It’s a beautiful day to applique! I know I don’t do it very often, but my spring table topper needs a little something special. I’m happy to report that the PFAFF passport 2.0 has a great selection of stitches including a blanket stitch – the basic applique stitch that I like to use. In yesterday’s post, I used several different stitches to get the spring table topper sandwiched and quilted. Now that the quilting is done it’s time to stitch around the flowers to secure the edges.

Wind your bobbin

To sew with different color thread, first I’ll need to wind bobbins in matching thread colors. Bobbin winding takes place on the top of the passport 2.0 and is easy to do following the guidelines for threading. When you push the bobbin lever to the right to start the process the display changes to show SP. It will flash while in place and will stop when the lever is pushed back over to the left. This is good to know because the lever can get pushed over while travelling with the machine – so when you see SP flashing you know how to fix it and you won’t need to run to your manual!

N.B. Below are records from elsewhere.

use crate::enums::Plane;
use crate::interpolator::Interpolator;
use crate::window::DisplayRange;

use ndarray::Array2;
use ndarray::Array3;
use ndarray::ArrayView2;
use ndarray::ArrayView3;
use ndarray::s;
use rayon::prelude::*;

/// Read-only CT volume indexed as (dim0, dim1, dim2), where dim2 walks the
/// axial slices.
#[derive(Debug, Clone, Default)]
pub struct Volume {
    data: Array3<f32>,
}

impl Volume {
    pub fn new(data: Array3<f32>) -> Self {
        Self { data }
    }

    /// Convert a volume of any scalar type losslessly representable as `f32`
    /// (e.g. `i16` Hounsfield units).
    pub fn from_array<T>(data: &Array3<T>) -> Self
    where
        T: Copy + Into<f32>,
    {
        Self::new(data.mapv(Into::into))
    }

    /// Get the dimensions of the volume (dim0, dim1, dim2)
    pub fn dim(&self) -> (usize, usize, usize) {
        self.data.dim()
    }

    pub fn shape(&self) -> [usize; 3] {
        let (d0, d1, d2) = self.dim();
        [d0, d1, d2]
    }

    pub fn data(&self) -> &Array3<f32> {
        &self.data
    }

    pub fn view(&self) -> ArrayView3<'_, f32> {
        self.data.view()
    }

    /// Number of slices along the plane's depth axis
    pub fn depth(&self, plane: Plane) -> usize {
        self.shape()[plane.depth_axis()]
    }

    pub fn clamp_index(&self, plane: Plane, index: i64) -> usize {
        let max_index = self.depth(plane).saturating_sub(1) as i64;
        index.clamp(0, max_index) as usize
    }

    /// Global intensity range of the volume
    pub fn value_range(&self) -> Option<DisplayRange> {
        let (low, high) = self
            .data
            .par_iter()
            .map(|&v| (v, v))
            .reduce_with(|a, b| (a.0.min(b.0), a.1.max(b.1)))?;
        Some(DisplayRange { low, high })
    }

    /// Native slice at `index`: axial `[:, :, index]`, sagittal `[:, index, :]`.
    pub fn get_slice_from_axis(&self, index: usize, plane: Plane) -> Option<ArrayView2<'_, f32>> {
        if index >= self.depth(plane) {
            return None;
        }
        let slice = match plane {
            Plane::Axial => self.data.slice(s![.., .., index]),
            Plane::Sagittal => self.data.slice(s![.., index, ..]),
        };
        Some(slice)
    }

    /// Displayed raster size (rows, columns) for a plane.
    ///
    /// The sagittal view stretches dim2 so it spans `shape[0]` columns, the
    /// same factor applied to projected box columns.
    pub fn display_dim(&self, plane: Plane) -> (usize, usize) {
        let (d0, d1, _) = self.dim();
        match plane {
            Plane::Axial => (d0, d1),
            Plane::Sagittal => (d0, d0),
        }
    }

    /// Column scale from native slice columns to displayed columns
    pub fn column_scale(&self, plane: Plane) -> f64 {
        let (d0, _, d2) = self.dim();
        match plane {
            Plane::Axial => 1.0,
            Plane::Sagittal => d0 as f64 / d2 as f64,
        }
    }

    /// Write the displayed (unwindowed) slice into `raster`, reallocating only
    /// when the displayed size changes.
    pub fn sample_display_slice(&self, index: usize, plane: Plane, raster: &mut Array2<f32>) -> bool {
        let Some(slice) = self.get_slice_from_axis(index, plane) else {
            return false;
        };
        let display_dim = self.display_dim(plane);
        if raster.dim() != display_dim {
            *raster = Array2::zeros(display_dim);
        }

        if slice.dim() == display_dim {
            raster.assign(&slice);
        } else {
            Interpolator::resample_into(&slice, raster);
        }
        true
    }
}
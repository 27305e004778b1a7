use crate::enums::WindowMode;

/// Discrete key commands understood by the viewer.
#[derive(Debug, Clone, Copy, PartialEq, Eq)]
pub enum Key {
    StepForward,
    StepBackward,
    NextBox,
    PreviousBox,
    ToggleOverlay,
    SetWindow(WindowMode),
    SwitchToAxial,
    SwitchToSagittal,
}

impl Key {
    /// Default keyboard layout.
    ///
    /// `w`/`x` step, `d`/`a` next/previous box, `b` overlay, `f`/`z`/`o`
    /// wide/narrow/raw window, `.`/`,` axial/sagittal.
    pub fn from_binding(key: char) -> Option<Key> {
        let key = match key {
            'w' => Key::StepForward,
            'x' => Key::StepBackward,
            'd' => Key::NextBox,
            'a' => Key::PreviousBox,
            'b' => Key::ToggleOverlay,
            'f' => Key::SetWindow(WindowMode::Wide),
            'z' => Key::SetWindow(WindowMode::Narrow),
            'o' => Key::SetWindow(WindowMode::Raw),
            '.' => Key::SwitchToAxial,
            ',' => Key::SwitchToSagittal,
            _ => return None,
        };
        Some(key)
    }
}

/// Input delivered to the viewer, independent of the UI back-end.
#[derive(Debug, Clone, Copy, PartialEq)]
pub enum ViewerEvent {
    /// Wheel notches, positive forward
    Scroll(i32),
    Key(Key),
    /// Click in displayed pixel coordinates of the current frame
    PointerClick { col: f64, row: f64 },
}

impl From<Key> for ViewerEvent {
    fn from(key: Key) -> Self {
        ViewerEvent::Key(key)
    }
}
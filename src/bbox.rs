//! Bounding-box geometry in voxel space.
//!
//! Boxes are stored as `[min_dim0, min_dim1, min_dim2, max_dim0, max_dim1, max_dim2]`
//! and centers as `[dim0, dim1, dim2]`.

use ndarray::Array3;
use ndarray::ArrayView3;
use ndarray::Axis;
use ndarray::concatenate;
use ndarray::s;
use thiserror::Error;

#[derive(Debug, Error)]
pub enum GeometryError {
    #[error("Diameter must be a finite, non-negative value, got {0}")]
    InvalidDiameter(f64),

    #[error("Shape error: {0}")]
    Shape(#[from] ndarray::ShapeError),
}

/// Diameter of a box around a center, either isotropic or per axis.
#[derive(Debug, Clone, Copy, PartialEq)]
pub enum Diameter {
    Scalar(f64),
    PerAxis([f64; 3]),
}

impl Diameter {
    fn per_axis(self) -> [f64; 3] {
        match self {
            Diameter::Scalar(d) => [d; 3],
            Diameter::PerAxis(d) => d,
        }
    }
}

impl From<f64> for Diameter {
    fn from(value: f64) -> Self {
        Diameter::Scalar(value)
    }
}

impl From<[f64; 3]> for Diameter {
    fn from(value: [f64; 3]) -> Self {
        Diameter::PerAxis(value)
    }
}

/// Axis-aligned integer box in voxel coordinates.
#[derive(Debug, Clone, Copy, PartialEq, Eq, Hash, Default)]
pub struct BBox {
    pub min: [i32; 3],
    pub max: [i32; 3],
}

impl BBox {
    pub fn new(min: [i32; 3], max: [i32; 3]) -> Self {
        Self { min, max }
    }

    /// Round a real-valued box onto the voxel grid.
    pub fn regularized(raw: [f64; 6]) -> Self {
        Self::from_array(regularize(raw))
    }

    pub fn from_array(values: [i32; 6]) -> Self {
        Self {
            min: [values[0], values[1], values[2]],
            max: [values[3], values[4], values[5]],
        }
    }

    pub fn to_array(&self) -> [i32; 6] {
        [
            self.min[0],
            self.min[1],
            self.min[2],
            self.max[0],
            self.max[1],
            self.max[2],
        ]
    }

    fn to_f64(self) -> [f64; 6] {
        self.to_array().map(f64::from)
    }

    pub fn center(&self) -> [i32; 3] {
        bbox_to_center(self.to_f64())
    }

    pub fn contains(&self, point: [f64; 3]) -> bool {
        point_in_box(point, self)
    }
}

/// Round every component to the nearest integer, ties to even.
pub fn regularize<const N: usize>(x: [f64; N]) -> [i32; N] {
    x.map(|value| value.round_ties_even() as i32)
}

/// Regularized midpoint of a box on each axis.
pub fn bbox_to_center(bbox: [f64; 6]) -> [i32; 3] {
    regularize([
        0.5 * (bbox[0] + bbox[3]),
        0.5 * (bbox[1] + bbox[4]),
        0.5 * (bbox[2] + bbox[5]),
    ])
}

/// Build a box spanning `floor(d/2)` voxels below and `ceil(d/2)` voxels above
/// the regularized center on each axis.
///
/// # Errors
///
/// Returns [`GeometryError::InvalidDiameter`] for negative or non-finite diameters.
pub fn center_to_bbox(
    center: [f64; 3],
    diameter: impl Into<Diameter>,
) -> Result<BBox, GeometryError> {
    let diameter = diameter.into().per_axis();
    if let Some(&bad) = diameter.iter().find(|d| !d.is_finite() || **d < 0.0) {
        return Err(GeometryError::InvalidDiameter(bad));
    }

    let center = regularize(center);
    let left = diameter.map(|d| (d / 2.0).floor() as i32);
    let right = diameter.map(|d| (d / 2.0).ceil() as i32);

    Ok(BBox {
        min: std::array::from_fn(|axis| center[axis] - left[axis]),
        max: std::array::from_fn(|axis| center[axis] + right[axis]),
    })
}

/// Closed-interval containment test on all three axes.
pub fn point_in_box(point: [f64; 3], bbox: &BBox) -> bool {
    (0..3).all(|axis| {
        f64::from(bbox.min[axis]) <= point[axis] && point[axis] <= f64::from(bbox.max[axis])
    })
}

/// Crop `bbox` out of `volume`, filling the part that falls outside the volume
/// with `pad_value`.
///
/// The output extent along each axis is always `max - min` of the regularized
/// box. Only the intersected region plus the requested margins is allocated.
pub fn extract_subvolume<T: Clone>(
    volume: ArrayView3<'_, T>,
    bbox: [f64; 6],
    pad_value: T,
) -> Result<Array3<T>, GeometryError> {
    let bbox = BBox::regularized(bbox);
    let shape = volume.shape();

    let mut valid_min = [0usize; 3];
    let mut valid_max = [0usize; 3];
    let mut padding_min = [0usize; 3];
    let mut padding_max = [0usize; 3];

    for axis in 0..3 {
        let n = shape[axis] as i64;
        let lo = i64::from(bbox.min[axis]);
        let hi = i64::from(bbox.max[axis]).max(lo);

        let inside_lo = lo.clamp(0, n);
        let inside_hi = hi.clamp(0, n).max(inside_lo);
        valid_min[axis] = inside_lo as usize;
        valid_max[axis] = inside_hi as usize;

        // Overhang is counted only over the requested interval, so a box lying
        // completely outside the volume still has extent `hi - lo`.
        padding_min[axis] = (hi.min(0) - lo).max(0) as usize;
        padding_max[axis] = (hi - lo.max(n)).max(0) as usize;
    }

    let mut subvol = volume
        .slice(s![
            valid_min[0]..valid_max[0],
            valid_min[1]..valid_max[1],
            valid_min[2]..valid_max[2]
        ])
        .to_owned();

    for axis in 0..3 {
        if padding_min[axis] == 0 && padding_max[axis] == 0 {
            continue;
        }

        let mut padding_shape = [subvol.dim().0, subvol.dim().1, subvol.dim().2];
        padding_shape[axis] = padding_min[axis];
        let padding_left = Array3::from_elem(padding_shape, pad_value.clone());
        padding_shape[axis] = padding_max[axis];
        let padding_right = Array3::from_elem(padding_shape, pad_value.clone());

        subvol = concatenate(
            Axis(axis),
            &[padding_left.view(), subvol.view(), padding_right.view()],
        )?;
    }

    Ok(subvol)
}
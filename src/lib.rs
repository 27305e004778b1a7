//! # CT bounding-box viewer
//!
//! This crate helps validating lesion and nodule detectors on CT volumes. It
//! has two parts:
//!
//!  - Bounding-box geometry: conversions between boxes
//!    (`[min0, min1, min2, max0, max1, max2]`) and center/diameter pairs,
//!    rounding onto the voxel grid and extraction of padded sub-volumes.
//!  - An event-driven slice viewer: a volume is browsed on the axial plane
//!    (slices along dim2) or the sagittal plane (slices along dim1) with
//!    intensity windowing and box overlays. Input arrives as discrete
//!    [`ViewerEvent`]s and every event is answered with a [`RenderCommand`],
//!    so any UI back-end can drive it.
//!
//! Volumes are assumed to be loaded already; the viewer borrows them
//! read-only. Frames can be written to disk for batch review.
//!
//! # Examples
//!
//! ## Cropping a nodule with padding
//!
//! ```
//! # use ct_bbox_viewer::bbox::{center_to_bbox, extract_subvolume};
//! # use ndarray::Array3;
//! let volume = Array3::<i16>::zeros((100, 100, 50));
//! let bbox = center_to_bbox([2.0, 50.0, 25.0], 10.0).unwrap();
//! let crop = extract_subvolume(volume.view(), bbox.to_array().map(f64::from), -1024)
//!     .expect("should have cropped the volume");
//! assert_eq!(crop.dim(), (10, 10, 10));
//! ```
//!
//! ## Browsing a volume
//!
//! ```
//! # use ct_bbox_viewer::{BoxSet, EventHandler, Key, Viewer, ViewerConfig, ViewerEvent, Volume};
//! # use ndarray::Array3;
//! let volume = Volume::new(Array3::from_shape_fn((64, 64, 32), |(i, j, k)| (i + j + k) as f32));
//! let boxes = BoxSet::from_boxes(&[[10.0, 10.0, 4.0, 20.0, 20.0, 12.0]]);
//! let mut viewer = Viewer::new(&volume, boxes, ViewerConfig::default().with_start_slice(8))
//!     .expect("should have started a session");
//! viewer.handle_event(ViewerEvent::Scroll(2));
//! viewer.handle_event(ViewerEvent::Key(Key::SwitchToSagittal));
//! assert_eq!(viewer.state().axial_slice, 10);
//! ```

pub mod bbox;
pub mod config;
pub mod enums;
pub mod event;
pub mod frame;
mod interpolator;
pub mod overlay;
pub mod snapshot;
pub mod viewer;
pub mod volume;
pub mod window;

pub use bbox::{BBox, Diameter, GeometryError};
pub use config::ViewerConfig;
pub use enums::{Plane, WindowMode};
pub use event::{Key, ViewerEvent};
pub use frame::Frame;
pub use overlay::{BoxColor, BoxSet, OverlayError};
pub use viewer::{EventHandler, RenderCommand, ViewState, Viewer, ViewerError};
pub use volume::Volume;
use crate::enums::Plane;

/// Session settings for a [`Viewer`](crate::viewer::Viewer).
#[derive(Debug, Clone, PartialEq)]
pub struct ViewerConfig {
    /// Initial cursor on both planes, clamped per plane
    pub start_slice: usize,
    pub initial_plane: Plane,
    /// Slices per scroll notch
    pub scroll_step: i64,
    /// Slices per step key press
    pub key_step: i64,
    /// Cosmetic, forwarded to frames
    pub figure_size: (f32, f32),
    /// Shown in frame titles
    pub patient_id: Option<String>,
    /// Seed of the noise placeholder used when the first frame is constant
    pub noise_seed: u64,
}

impl Default for ViewerConfig {
    fn default() -> Self {
        Self {
            start_slice: 0,
            initial_plane: Plane::Axial,
            scroll_step: 1,
            key_step: 4,
            figure_size: (9.0, 9.0),
            patient_id: None,
            noise_seed: 0,
        }
    }
}

impl ViewerConfig {
    pub fn with_start_slice(mut self, start_slice: usize) -> Self {
        self.start_slice = start_slice;
        self
    }

    pub fn with_initial_plane(mut self, plane: Plane) -> Self {
        self.initial_plane = plane;
        self
    }

    pub fn with_steps(mut self, scroll_step: i64, key_step: i64) -> Self {
        self.scroll_step = scroll_step;
        self.key_step = key_step;
        self
    }

    pub fn with_figure_size(mut self, width: f32, height: f32) -> Self {
        self.figure_size = (width, height);
        self
    }

    pub fn with_patient_id(mut self, patient_id: impl Into<String>) -> Self {
        self.patient_id = Some(patient_id.into());
        self
    }

    pub fn with_noise_seed(mut self, seed: u64) -> Self {
        self.noise_seed = seed;
        self
    }
}
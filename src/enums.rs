/// Viewing plane. The axial plane slices along dim2, the sagittal plane along dim1.
#[derive(Debug, Default, Clone, Copy, PartialEq, Eq, Hash)]
pub enum Plane {
    #[default]
    Axial,
    Sagittal,
}

impl Plane {
    /// Volume axis orthogonal to the displayed plane
    pub fn depth_axis(self) -> usize {
        match self {
            Plane::Axial => 2,
            Plane::Sagittal => 1,
        }
    }

    pub fn other(self) -> Plane {
        match self {
            Plane::Axial => Plane::Sagittal,
            Plane::Sagittal => Plane::Axial,
        }
    }

    /// Coordinate letter used in frame titles
    pub fn label(self) -> char {
        match self {
            Plane::Axial => 'z',
            Plane::Sagittal => 'y',
        }
    }
}

/// Intensity window applied before display.
#[derive(Debug, Default, Clone, Copy, PartialEq, Eq, Hash)]
pub enum WindowMode {
    /// Soft tissue and bone, HU in [-1150, 350]
    #[default]
    Wide,
    /// Lung detail, HU in [-160, 220]
    Narrow,
    /// No clamping or rescaling
    Raw,
}

/// Clamp floor and width of a window, in raw intensity units.
#[derive(Debug, Clone, Copy, PartialEq)]
pub struct WindowParams {
    pub floor: f32,
    pub width: f32,
}

impl WindowMode {
    pub fn params(self) -> Option<WindowParams> {
        match self {
            WindowMode::Wide => Some(WindowParams {
                floor: -1150.0,
                width: 1500.0,
            }),
            WindowMode::Narrow => Some(WindowParams {
                floor: -160.0,
                width: 380.0,
            }),
            WindowMode::Raw => None,
        }
    }
}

The machine will also beep at you to let you know you can’t sew and then maybe you’ll check the bobbin lever 🙂

Display on passport 2.0 closeup to show the SP letters

SP in the display when the bobbin lever is engaged

Stitch the applique

I like to use a blanket stitch and the passport 2.0 has two options – stitches 26 and 27. They are the same but mirror each other. I’m using yellow thread to stitch around the bright purple section of the flower and stitch 26. This stitch requires presser foot 1A which has a red guide mark right in the middle. I turn the quilt top as I stitch so that the raw edge of the applique is always lined up with the red guide mark. Then I know my stitch will sew on the edge of the flower fabric. It takes some patience on tight curves, but I know the edge will be covered.

Overhead view of red guide mark on the presser foot lined up on the edge of the flower applique

Keeping the red guide mark lined up with the raw edge of the applique fabric

I’m using yellow thread around the yellow dot and stitch 27 so that the little lines radiate away from the dot. I think this will give the center of the flower some visual interest.

Overhead view of blanket stitches on the edge of the flower applique

Opposite blanket stitches on the center and the petals of the applique flower

With the yellow stitching done on both flowers, it’s time to switch to purple. I won’t need very much in the bobbin and I’m already thinking of ways to use up these bits of colorful threads I’m winding for this project.

Then some green for the leaves and the applique is done. I like how this stitch looks.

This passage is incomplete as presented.